## PROBLEM TO SOLVE
Wherever the word "backs" appears in a line of the records, copy that line.

[Stored data]
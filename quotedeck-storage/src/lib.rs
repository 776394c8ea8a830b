//! Durable storage layer for QuoteDeck.
//!
//! Mirrors the collection into a single key of a key-value store, the way a
//! browser page would use local storage.
//!
//! # Architecture
//!
//! - [`KeyValueStore`] abstracts the mirror; SQLite backs the durable one,
//!   a plain in-memory map backs session-scoped state and tests
//! - [`QuoteStore`] owns the authoritative in-memory collection and keeps
//!   the mirror current after every mutation (best-effort: a failed write is
//!   logged and swallowed)
//! - [`SessionState`] tracks the last-shown record for one session; it is
//!   volatile and separate from the durable collection

mod error;
mod kv;
mod session;
mod store;

pub use error::{StorageError, StorageResult};
pub use kv::{KeyValueStore, MemoryKeyValue, SqliteKeyValue};
pub use session::{SessionState, LAST_SHOWN_KEY};
pub use store::{seed_quotes, LoadOutcome, QuoteStore, QUOTES_KEY};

## YOUR RESPONSE
//! - [`KeyValueStore`] abstracts the mirror; SQLite backs the durable one,
//!   a plain in-memory map backs session-scoped state and tests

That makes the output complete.